И все-таки, брат был прав, в первую очередь все начиналось со страха. А потом уже к нему добавлялось уважение, если только я успевал его заслужить. Если новый человек выдерживал сначала первые часы, а потом втягивался - и проходили первые дни. А я старался, чтобы это обязательно произошло. Чтобы добавлялось взаимоуважение. И тогда все вставало на свои места. И начинало крутиться…
Когда я брал на работу нового человека, обязательно озвучивал главный и единственный пункт договора. Пусть и устного, но предельно ясного… Никаких бумаг мы, естественно, не подписывали, разве что в сомнительных случаях, читаемых по лицу нового человека, мне в подтверждение своего нового статуса он отдавал паспорт. Под расписку…
Этот пункт моего КЗОТа я излагал мягким и даже не угрожающим голосом, но делал это с паузой, для четкого осознания.
В общем, я старался, чтобы фраза запомнилась.
- Пожалуйста, воспринимайте мои просьбы как приказ. Хорошо?
И смотрел на реакцию. Обычно, люди сразу напрягались. Будто их стеганули плеткой.
Но с этого мгновения трудовой кодекс моей торговой империи вступал в силу. Обычно, этого холодного душа оказывалось достаточно. Система начинала работать.
Небольшая доля официальности в обсуждении будущей работы сразу же расставляла все по своим местам. Я, Антон Васильевич, конечно же, человек вежливый, но не был любителем размазывать сопли: мог уволить в одну секунду, о чем работники, посмеиваясь, рассказывали новичкам. Обычно я старался эти кадровые вопросы решать деликатно: отводил человека в сторонку, отдавал паспорт и деньги. И отправлял на все четыре стороны. И никогда не брал свои слова назад, не менял решений. Сказал - отрезал. Точка. Без вариантов.

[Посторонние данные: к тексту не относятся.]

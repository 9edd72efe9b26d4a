//! Todo App Frontend Entry Point

mod app;
mod components;
mod config;
mod edit_state;
mod logging;
mod store;

use app::App;
use config::AppConfig;
use leptos::prelude::*;

fn main() {
    console_error_panic_hook::set_once();

    let loaded = config::load();
    let level = loaded
        .as_ref()
        .map(AppConfig::level_filter)
        .unwrap_or(log::LevelFilter::Info);
    logging::init(level);

    let config = loaded.unwrap_or_else(|err| {
        log::error!("[CONFIG] {}; using defaults", err);
        AppConfig::default()
    });
    log::info!("[APP] starting with {} todos", config.seed.len());

    mount_to_body(move || view! { <App config=config /> });
}
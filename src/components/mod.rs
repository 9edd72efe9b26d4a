//! UI Components
//!
//! Reusable Leptos components.

mod new_todo_form;
mod todo_list_view;
mod todo_row;

pub use new_todo_form::NewTodoForm;
pub use todo_list_view::TodoListView;
pub use todo_row::TodoRow;

use wasm_bindgen::JsCast;

/// Current value of the `<input>` an event came from
fn input_value(ev: &web_sys::Event) -> Option<String> {
    ev.target()?
        .dyn_ref::<web_sys::HtmlInputElement>()
        .map(|input| input.value())
}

Принцип простой: чтобы конфликты не разрастались, надо их вырезать хирургическим путем. И тогда в коллективе будет мир и покой. И работа.

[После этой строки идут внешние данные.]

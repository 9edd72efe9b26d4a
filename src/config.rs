//! App Configuration
//!
//! UI strings, log level and the seed list, read from the embedded
//! `app_config.json`. Missing fields fall back to the built-in defaults.

use log::LevelFilter;
use serde::Deserialize;
use thiserror::Error;
use todo_store::{seed_list, TodoList};

const EMBEDDED_CONFIG: &str = include_str!("../app_config.json");

#[derive(Debug, Error)]
pub enum ConfigError {
    #[error("invalid app_config.json: {0}")]
    Parse(#[from] serde_json::Error),
}

#[derive(Debug, Clone, PartialEq, Deserialize)]
#[serde(default)]
pub struct AppConfig {
    /// Page heading
    pub heading: String,
    /// Placeholder of the add input
    pub placeholder: String,
    /// `log` level filter name ("error" .. "trace", or "off")
    pub log_level: String,
    /// Todos present at session start
    pub seed: TodoList,
}

impl Default for AppConfig {
    fn default() -> Self {
        Self {
            heading: "Todo App".to_string(),
            placeholder: "Add todo".to_string(),
            log_level: "info".to_string(),
            seed: seed_list(),
        }
    }
}

impl AppConfig {
    pub fn from_json(json: &str) -> Result<Self, ConfigError> {
        Ok(serde_json::from_str(json)?)
    }

    /// Unknown level names fall back to `Info`
    pub fn level_filter(&self) -> LevelFilter {
        self.log_level.parse().unwrap_or(LevelFilter::Info)
    }
}

/// Load the configuration bundled with the app
pub fn load() -> Result<AppConfig, ConfigError> {
    AppConfig::from_json(EMBEDDED_CONFIG)
}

Увы, этот неприятный опыт и вправду случался время от времени, но не часто, торговая система была отрегулирована до мелочей.
Желающих в ней работать было вполне достаточно. На рынках города, где расставлены были мои торговые палатки, репутация у меня была на самом высоком уровне: это был тот редкий случай для уличной торговли, когда совершенно не было проблем с недостачей. Продавцы сами считали товар, сами писали накладные, сами совершали пересдачу товара друг другу и обычно работали с напарниками по системе коллективной ответственности и взаимного доверия…

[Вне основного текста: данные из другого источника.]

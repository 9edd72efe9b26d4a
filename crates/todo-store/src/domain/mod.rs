//! Domain Layer
//!
//! Core entity types for the todo list.

mod todo;

pub use todo::{Todo, TodoId};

Но, как и в любой торговой системе, бывали случаи, когда цифры в накладных выстраивались в такую линию, что хоть плачь. Не сходились в ноль, хоть тресни….
И тогда последним арбитром выступал я сам. Проводил что-то вроде показательных занятий по подсчету накладных. У всех на глазах стучал по калькулятору с бешеной скоростью, словно выбивал задорный марш. Народ уважительно замолкал и почтительно замирал. Это было красиво. Элегантно. И всегда - результативно.
Ноль, наконец, выскакивал, отображая сальдо между проданным товаром и сданной выручкой.
А у какой-нибудь вчерашней инженерши, сокращенной на пятом десятке лет из умершего НИИ и от страшного безденежья надевшей валенки, вставшей за прилавок на морозной улице и теперь застывшей от ужаса (ох, сколько раз ей говорили, что эти уличные торгаши специально вгоняют людей в долги!) на лице появлялось некое подобие улыбки. Все нормально, деньги с нее высчитывать не будут. Она унесет домой свою зарплату за этот страшный (господи, она никогда так не промерзала!) и по-своему рубежный для нее день.
А я знал, откуда взялся этот ноль.
Я перестал ловить людей на ошибках. Я считал, что даже если где-то в торговле был сбой, то лучше не заметить потери, но при этом изобразить, что поиск этих потерь состоялся.
И когда со страшной скоростью стучал по калькулятору, я виртуозно мухлевал - не в свою пользу. Обычно, этого никто не замечал. По крайней мере, еще ни один человек не указал мне на то, что мои подсчеты неточны. А я думал о том, что делаю это не из человеколюбия.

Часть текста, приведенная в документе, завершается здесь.